» Exercise brief
Search the entries below for the word "AccountSource" and copy every line where it appears.

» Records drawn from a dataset
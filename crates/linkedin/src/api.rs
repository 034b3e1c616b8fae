use crate::error::{map_error_text, ApiError, ApiResult};
use crate::refresher::AccountSource;
use crate::selector::SelectionBackend;
use crate::types::{Account, SelectionRequest, Team};
use rand::Rng;
use reqwest::{Client, RequestBuilder, Response, StatusCode};
use serde::de::DeserializeOwned;
use serde::Deserialize;
use serde_json::{json, Value};
use std::fmt;
use std::future::Future;
use std::time::Duration;
use tracing::{debug, info};

const CONNECT_PATH: &str = "/api/linkedin/connect";
const DISCONNECT_PATH: &str = "/api/linkedin/disconnect";
const SELECT_ACCOUNT_TYPE_PATH: &str = "/api/linkedin/select-account-type";
const ACCOUNTS_PATH: &str = "/api/accounts";
const TEAMS_PATH: &str = "/api/teams";

const MAX_RETRIES: u32 = 3;
const BASE_DELAY_MS: u64 = 500;
const MAX_BACKOFF_MS: u64 = 10_000;

#[cfg(test)]
mod tests {
    use super::*;
    use std::sync::atomic::{AtomicU32, Ordering};
    use std::sync::Arc;

    #[tokio::test(start_paused = true)]
    async fn test_retry_success_after_rate_limit() {
        let attempt_count = Arc::new(AtomicU32::new(0));
        let attempt_count_clone = attempt_count.clone();

        let result: ApiResult<&str> = with_retry(move || {
            let attempt_count = attempt_count_clone.clone();
            async move {
                let count = attempt_count.fetch_add(1, Ordering::SeqCst);
                if count < 2 {
                    Err(ApiError::RateLimited { retry_after: 1 })
                } else {
                    Ok("accounts")
                }
            }
        })
        .await;

        assert_eq!(result.ok(), Some("accounts"));
        assert_eq!(attempt_count.load(Ordering::SeqCst), 3);
    }

    #[tokio::test(start_paused = true)]
    async fn test_retry_fails_after_max_attempts() {
        let attempt_count = Arc::new(AtomicU32::new(0));
        let attempt_count_clone = attempt_count.clone();

        let result: ApiResult<&str> = with_retry(move || {
            let attempt_count = attempt_count_clone.clone();
            async move {
                attempt_count.fetch_add(1, Ordering::SeqCst);
                Err(ApiError::Timeout("slow".to_string()))
            }
        })
        .await;

        assert!(result.is_err());
        assert_eq!(attempt_count.load(Ordering::SeqCst), MAX_RETRIES + 1);
    }

    #[tokio::test]
    async fn test_retry_does_not_retry_selection_expiry() {
        let attempt_count = Arc::new(AtomicU32::new(0));
        let attempt_count_clone = attempt_count.clone();

        let result: ApiResult<&str> = with_retry(move || {
            let attempt_count = attempt_count_clone.clone();
            async move {
                attempt_count.fetch_add(1, Ordering::SeqCst);
                Err(ApiError::SelectionExpired("gone".to_string()))
            }
        })
        .await;

        assert!(result.is_err());
        assert_eq!(attempt_count.load(Ordering::SeqCst), 1);
    }

    #[test]
    fn test_calculate_backoff_is_capped() {
        let delay = calculate_backoff(20);
        assert!(delay.as_millis() <= MAX_BACKOFF_MS as u128);
    }

    #[test]
    fn test_error_from_body_prefers_error_field() {
        let body = json!({"error": "Selection session expired", "message": "ignored"});
        let err = error_from_body(StatusCode::BAD_REQUEST, &body);
        assert!(err.is_selection_expired());

        let err = error_from_body(StatusCode::UNAUTHORIZED, &json!({}));
        assert!(matches!(err, ApiError::Auth(_)));

        let err = error_from_body(StatusCode::GONE, &json!({"message": "too late"}));
        assert!(err.is_selection_expired());
    }

    #[test]
    fn test_list_extraction_accepts_bare_and_wrapped_arrays() {
        let wrapped = json!({"accounts": [{"id": 1, "name": "Me"}, {"bogus": true}]});
        let accounts: Vec<Account> = extract_list(wrapped, "accounts");
        assert_eq!(accounts.len(), 1);
        assert_eq!(accounts[0].id, "1");

        let bare = json!([{"id": "t1", "name": "Marketing"}]);
        let teams: Vec<Team> = extract_list(bare, "teams");
        assert_eq!(teams[0].name, "Marketing");
    }

    #[test]
    fn test_debug_output_redacts_token() {
        let api = LinkedInApi::new("https://api.example.com").with_token("secret-token".to_string());
        let printed = format!("{api:?}");
        assert!(!printed.contains("secret-token"));
    }
}

#[derive(Debug, Clone, PartialEq, Eq, Deserialize)]
#[serde(rename_all = "camelCase")]
pub struct ConnectLaunch {
    #[serde(alias = "url")]
    pub auth_url: String,
}

#[derive(Clone)]
pub struct LinkedInApi {
    client: Client,
    base_url: String,
    token: Option<String>,
}

impl fmt::Debug for LinkedInApi {
    fn fmt(&self, f: &mut fmt::Formatter<'_>) -> fmt::Result {
        f.debug_struct("LinkedInApi")
            .field("base_url", &self.base_url)
            .field("token", &self.token.as_ref().map(|_| "[REDACTED]"))
            .finish()
    }
}

fn calculate_backoff(attempt: u32) -> Duration {
    let jitter = rand::thread_rng().gen_range(0..250);
    let exponential = BASE_DELAY_MS.saturating_mul(2u64.saturating_pow(attempt));
    Duration::from_millis(exponential.saturating_add(jitter).min(MAX_BACKOFF_MS))
}

async fn with_retry<T, F, Fut>(mut operation: F) -> ApiResult<T>
where
    F: FnMut() -> Fut,
    Fut: Future<Output = ApiResult<T>>,
{
    let mut attempts = 0;

    loop {
        match operation().await {
            Ok(result) => return Ok(result),
            Err(e) => {
                if attempts >= MAX_RETRIES || !e.is_retryable() {
                    return Err(e);
                }
                let delay = match &e {
                    ApiError::RateLimited { retry_after } => {
                        Duration::from_secs(*retry_after).min(Duration::from_millis(MAX_BACKOFF_MS))
                    }
                    _ => calculate_backoff(attempts),
                };
                debug!(attempt = attempts, ?delay, "Retrying after error: {e}");
                tokio::time::sleep(delay).await;
                attempts += 1;
            }
        }
    }
}

fn error_from_body(status: StatusCode, body: &Value) -> ApiError {
    let text = body
        .get("error")
        .and_then(Value::as_str)
        .or_else(|| body.get("message").and_then(Value::as_str))
        .map(str::to_string)
        .unwrap_or_else(|| status.to_string());

    match status {
        StatusCode::UNAUTHORIZED | StatusCode::FORBIDDEN => ApiError::Auth(text),
        StatusCode::GONE => ApiError::SelectionExpired(text),
        StatusCode::TOO_MANY_REQUESTS => ApiError::RateLimited { retry_after: 60 },
        StatusCode::REQUEST_TIMEOUT | StatusCode::GATEWAY_TIMEOUT => ApiError::Timeout(text),
        _ => map_error_text(&text),
    }
}

fn extract_list<T: DeserializeOwned>(body: Value, field: &str) -> Vec<T> {
    let items = match body {
        Value::Array(items) => items,
        Value::Object(mut map) => match map.remove(field) {
            Some(Value::Array(items)) => items,
            _ => Vec::new(),
        },
        _ => Vec::new(),
    };
    items
        .into_iter()
        .filter_map(|item| serde_json::from_value(item).ok())
        .collect()
}

impl LinkedInApi {
    pub fn new(base_url: impl Into<String>) -> Self {
        Self::with_timeouts(base_url, Duration::from_secs(5), Duration::from_secs(20))
    }

    pub fn with_timeouts(
        base_url: impl Into<String>,
        connect_timeout: Duration,
        timeout: Duration,
    ) -> Self {
        let client = Client::builder()
            .user_agent("li-connect/0.1")
            .connect_timeout(connect_timeout)
            .timeout(timeout)
            .build()
            .unwrap_or_else(|_| Client::new());
        Self {
            client,
            base_url: base_url.into().trim_end_matches('/').to_string(),
            token: None,
        }
    }

    pub fn with_token(mut self, token: String) -> Self {
        self.token = Some(token);
        self
    }

    fn request(&self, builder: RequestBuilder) -> RequestBuilder {
        match &self.token {
            Some(token) => builder.bearer_auth(token),
            None => builder,
        }
    }

    fn url(&self, path: &str) -> String {
        format!("{}{}", self.base_url, path)
    }

    async fn read_body(response: Response) -> ApiResult<Value> {
        let status = response.status();
        if status == StatusCode::TOO_MANY_REQUESTS {
            let retry_after = response
                .headers()
                .get(reqwest::header::RETRY_AFTER)
                .and_then(|v| v.to_str().ok())
                .and_then(|v| v.parse().ok())
                .unwrap_or(60);
            return Err(ApiError::RateLimited { retry_after });
        }

        let text = response.text().await?;
        let body: Value = if text.trim().is_empty() {
            Value::Null
        } else {
            serde_json::from_str(&text).unwrap_or(Value::String(text))
        };

        if !status.is_success() {
            return Err(error_from_body(status, &body));
        }
        if body.get("success").and_then(Value::as_bool) == Some(false) {
            return Err(error_from_body(status, &body));
        }
        Ok(body)
    }

    pub async fn initiate_connect(&self) -> ApiResult<ConnectLaunch> {
        let response = self
            .request(self.client.post(self.url(CONNECT_PATH)))
            .send()
            .await?;
        let body = Self::read_body(response).await?;
        serde_json::from_value(body)
            .map_err(|e| ApiError::Api(format!("Malformed connect response: {e}")))
    }

    pub async fn disconnect(&self, account_id: &str) -> ApiResult<()> {
        let response = self
            .request(self.client.post(self.url(DISCONNECT_PATH)))
            .json(&json!({ "accountId": account_id }))
            .send()
            .await?;
        Self::read_body(response).await?;
        info!(account_id, "Disconnected LinkedIn account");
        Ok(())
    }

    pub async fn submit_selection(&self, request: &SelectionRequest) -> ApiResult<Option<Account>> {
        let response = self
            .request(self.client.post(self.url(SELECT_ACCOUNT_TYPE_PATH)))
            .json(request)
            .send()
            .await?;
        let body = Self::read_body(response).await?;
        Ok(body
            .get("account")
            .cloned()
            .and_then(|account| serde_json::from_value(account).ok()))
    }

    pub async fn list_accounts(&self) -> ApiResult<Vec<Account>> {
        let api = self;
        with_retry(move || async move {
            let response = api
                .request(api.client.get(api.url(ACCOUNTS_PATH)))
                .send()
                .await?;
            let body = Self::read_body(response).await?;
            Ok(extract_list(body, "accounts"))
        })
        .await
    }

    pub async fn list_teams(&self) -> ApiResult<Vec<Team>> {
        let api = self;
        with_retry(move || async move {
            let response = api
                .request(api.client.get(api.url(TEAMS_PATH)))
                .send()
                .await?;
            let body = Self::read_body(response).await?;
            Ok(extract_list(body, "teams"))
        })
        .await
    }
}

impl AccountSource for LinkedInApi {
    fn list_accounts(&self) -> impl Future<Output = ApiResult<Vec<Account>>> + Send {
        LinkedInApi::list_accounts(self)
    }

    fn list_teams(&self) -> impl Future<Output = ApiResult<Vec<Team>>> + Send {
        LinkedInApi::list_teams(self)
    }
}

impl SelectionBackend for LinkedInApi {
    fn submit_selection(
        &self,
        request: &SelectionRequest,
    ) -> impl Future<Output = ApiResult<Option<Account>>> + Send {
        LinkedInApi::submit_selection(self, request)
    }
}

» Written reply
use crate::refresher::AccountSource;
impl AccountSource for LinkedInApi {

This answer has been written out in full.